On Tue, Apr 18, 2017 at 3:41 PM, Ilari Liusvaara <ilariliusva...@welho.com>
wrote:

> On Tue, Apr 18, 2017 at 09:48:33AM -0400, Eric Rescorla wrote:
> > https://github.com/tlswg/tls13-spec/pull/962
> > Target merge date: Thursday
> >
> > In reviewing the specification, I noticed that we seem to have banned the
> > use of CertificateRequest with PSK both in the main handshake and in the
> > post-handshake phase. I don't believe that this was intentional and it
> > makes it very hard to use client auth with resumption.

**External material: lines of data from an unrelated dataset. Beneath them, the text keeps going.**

//! Cooker configuration
//!
//! Settings come from a TOML file, then `ASSETCOOK_*` environment
//! variables, then command-line overrides applied by the binary.

pub mod package;

pub use package::{PackageCookConfig, PackageDefinition};

use crate::content::{ContentPaths, Platform};
use crate::error::{CookError, CookResult};
use crate::scc::P4Parameters;
use directories::ProjectDirs;
use serde::{Deserialize, Serialize};
use std::fs;
use std::path::{Path, PathBuf};
use std::time::Duration;

/// File name looked up in the user's config directory
const USER_CONFIG_FILE: &str = "config.toml";

/// Location of the per-user settings file, if a home directory exists
pub fn user_config_path() -> Option<PathBuf> {
    ProjectDirs::from("com", "assetcook", "assetcook")
        .map(|dirs| dirs.config_dir().join(USER_CONFIG_FILE))
}

/// Exclusivity lock polling
#[derive(Debug, Clone, PartialEq, Eq, Serialize, Deserialize)]
#[serde(default)]
pub struct LockSettings {
    #[serde(with = "humantime_serde")]
    pub poll_interval: Duration,
    #[serde(with = "humantime_serde")]
    pub max_wait: Duration,
    /// Log a waiting message every this many failed attempts
    pub log_every: u32,
}

impl Default for LockSettings {
    fn default() -> Self {
        Self {
            poll_interval: Duration::from_secs(1),
            max_wait: Duration::from_secs(120),
            log_every: 5,
        }
    }
}

/// Everything a cook session needs to know up front
#[derive(Debug, Clone, Serialize, Deserialize)]
#[serde(default)]
pub struct CookerSettings {
    pub platform: Platform,
    /// Project root containing `Source/` and `Data/Content/`
    pub base_dir: PathBuf,
    /// Cooked output directory, the platform's own directory when unset
    pub content_dir: Option<PathBuf>,
    pub tools_dir: Option<PathBuf>,
    pub package_cook_config: Option<PathBuf>,
    /// Source file to cook on its own instead of a full session
    pub single_cook_path: Option<PathBuf>,
    pub debug_only: bool,
    /// Local sessions never touch version control
    pub local: bool,
    pub p4: Option<P4Parameters>,
    /// External compiler for `.lua` scripts; scripts are packed as-is without one
    pub script_compiler: Option<PathBuf>,
    pub lock: LockSettings,
    /// Worker threads for parallel batches, host parallelism when unset
    pub workers: Option<usize>,
}

impl Default for CookerSettings {
    fn default() -> Self {
        Self {
            platform: Platform::default(),
            base_dir: PathBuf::from("."),
            content_dir: None,
            tools_dir: None,
            package_cook_config: None,
            single_cook_path: None,
            debug_only: false,
            local: true,
            p4: None,
            script_compiler: None,
            lock: LockSettings::default(),
            workers: None,
        }
    }
}

impl CookerSettings {
    pub fn new(base_dir: impl Into<PathBuf>, platform: Platform) -> Self {
        Self {
            base_dir: base_dir.into(),
            platform,
            ..Self::default()
        }
    }

    /// Load settings from a TOML file
    pub fn load(path: &Path) -> CookResult<Self> {
        let content = fs::read_to_string(path).map_err(|e| {
            CookError::configuration(format!("Cannot read {}: {}", path.display(), e))
        })?;
        let settings = toml::from_str(&content)?;
        Ok(settings)
    }

    /// Load from `path`, or from the user config file when it exists,
    /// then apply environment overrides.
    pub fn load_or_default(path: Option<&Path>) -> CookResult<Self> {
        let mut settings = match path {
            Some(path) => Self::load(path)?,
            None => match user_config_path().filter(|p| p.exists()) {
                Some(user) => Self::load(&user)?,
                None => Self::default(),
            },
        };
        settings.merge_env_vars();
        Ok(settings)
    }

    pub fn merge_env_vars(&mut self) {
        if let Ok(platform) = std::env::var("ASSETCOOK_PLATFORM") {
            if let Ok(platform) = platform.parse() {
                self.platform = platform;
            }
        }

        if let Ok(base_dir) = std::env::var("ASSETCOOK_BASE_DIR") {
            self.base_dir = PathBuf::from(base_dir);
        }

        if let Ok(tools_dir) = std::env::var("ASSETCOOK_TOOLS_DIR") {
            self.tools_dir = Some(PathBuf::from(tools_dir));
        }

        if let Ok(local) = std::env::var("ASSETCOOK_LOCAL") {
            if let Ok(value) = local.parse::<bool>() {
                self.local = value;
            }
        }

        if let Ok(password) = std::env::var("ASSETCOOK_P4_PASSWORD") {
            if let Some(p4) = self.p4.as_mut() {
                p4.password = Some(password);
            }
        }
    }

    /// Directory layout this session cooks into
    pub fn content_paths(&self) -> ContentPaths {
        let paths = ContentPaths::new(&self.base_dir, self.platform);
        match &self.content_dir {
            Some(dir) => paths.with_content_dir(dir),
            None => paths,
        }
    }

    pub fn tools_dir(&self) -> PathBuf {
        self.tools_dir
            .clone()
            .unwrap_or_else(|| self.content_paths().default_tools_dir())
    }

    /// Perforce parameters when version control applies to this session
    pub fn active_p4(&self) -> Option<&P4Parameters> {
        self.p4.as_ref().filter(|p| !self.local && p.is_valid())
    }

    pub fn is_single_file(&self) -> bool {
        self.single_cook_path.is_some()
    }
}
//! Filesystem change notifier feeding the cook database

use super::CookDatabase;
use crate::error::CookResult;
use notify::{Event, EventKind, RecommendedWatcher, RecursiveMode, Watcher};
use std::path::Path;
use std::sync::Weak;
use tracing::{trace, warn};

/// Keeps a recursive watch on the source tree alive
pub struct SourceWatcher {
    _watcher: RecommendedWatcher,
}

impl SourceWatcher {
    /// Watch `source_dir`, forwarding every change that maps to a content
    /// path to the database. The database is held weakly so the watcher
    /// never keeps it alive.
    pub fn start(database: Weak<CookDatabase>, source_dir: &Path) -> CookResult<Self> {
        let mut watcher = notify::recommended_watcher(move |res: notify::Result<Event>| {
            let event = match res {
                Ok(event) => event,
                Err(e) => {
                    warn!("Source watcher error: {}", e);
                    return;
                }
            };
            if !is_content_change(&event.kind) {
                return;
            }
            let Some(database) = database.upgrade() else {
                return;
            };
            for path in &event.paths {
                if let Some(file_path) = database.paths().file_path_from_source(path) {
                    trace!("Source changed: {}", file_path);
                    database.on_file_change(&file_path);
                }
            }
        })?;

        watcher.watch(source_dir, RecursiveMode::Recursive)?;
        Ok(Self { _watcher: watcher })
    }
}

fn is_content_change(kind: &EventKind) -> bool {
    matches!(
        kind,
        EventKind::Create(_) | EventKind::Modify(_) | EventKind::Remove(_)
    )
}

#[cfg(test)]
mod tests {
    use super::*;
    use crate::content::{ContentPaths, FilePath, FileType, Platform};
    use crate::database::CookVersions;
    use std::fs;
    use std::sync::Arc;
    use std::time::{Duration, Instant};
    use tempfile::TempDir;

    #[test]
    fn test_watcher_invalidates_cached_result() {
        let temp = TempDir::new().unwrap();
        let paths = ContentPaths::new(temp.path(), Platform::PC);
        fs::create_dir_all(paths.source_dir()).unwrap();
        fs::create_dir_all(paths.content_dir()).unwrap();

        let json = FilePath::new("data", FileType::Json);
        fs::write(paths.cooked_path(&json), "cooked").unwrap();

        let db = Arc::new(CookDatabase::new(paths.clone(), CookVersions::current(), false));
        db.watch_sources().unwrap();
        // No source at all: 0 <= output time.
        assert!(db.check_up_to_date(&json));

        std::thread::sleep(Duration::from_millis(50));
        fs::write(paths.source_path(&json), "newer").unwrap();
        crate::content::set_modified_time(
            &paths.source_path(&json),
            crate::content::modified_time(&paths.cooked_path(&json)) + 1_000_000_000,
        )
        .unwrap();

        let deadline = Instant::now() + Duration::from_secs(5);
        while db.check_up_to_date(&json) && Instant::now() < deadline {
            std::thread::sleep(Duration::from_millis(20));
        }
        assert!(!db.check_up_to_date(&json));
    }
}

Accordingly I have
> > filed the above PR to remove that restriction (while retaining it for the
> > main handshake). As I understand it, several of the analyses we have
> > already assumed this case and covered it, so no additional work is needed
> > there.
>
> On topic of PSKs, I noticed that TLS 1.3 makes it very easy to mount
> dictionary attacks against PSK, regardless of DHE-PSK (especially to
> recover the client PSK). I assumed that the document already documents
> this, but I couldn't find any remark that using low-entropy PSKs is very
> bad idea.
>

Good point. As far as I can tell...

1. You can search the binder.
2. Because we forbid PSK with server authentication, you can also
impersonate the server and then mount a dictionary attack (even w/o the
binder).

I agree that this should be documented. I filed
https://github.com/tlswg/tls13-spec/issues/965 so we don't forget this.
I'll take a PR if you have one.



IIRC, the TLS 1.0-1.2 PSK RFC does discuss dictionary attacks a bit.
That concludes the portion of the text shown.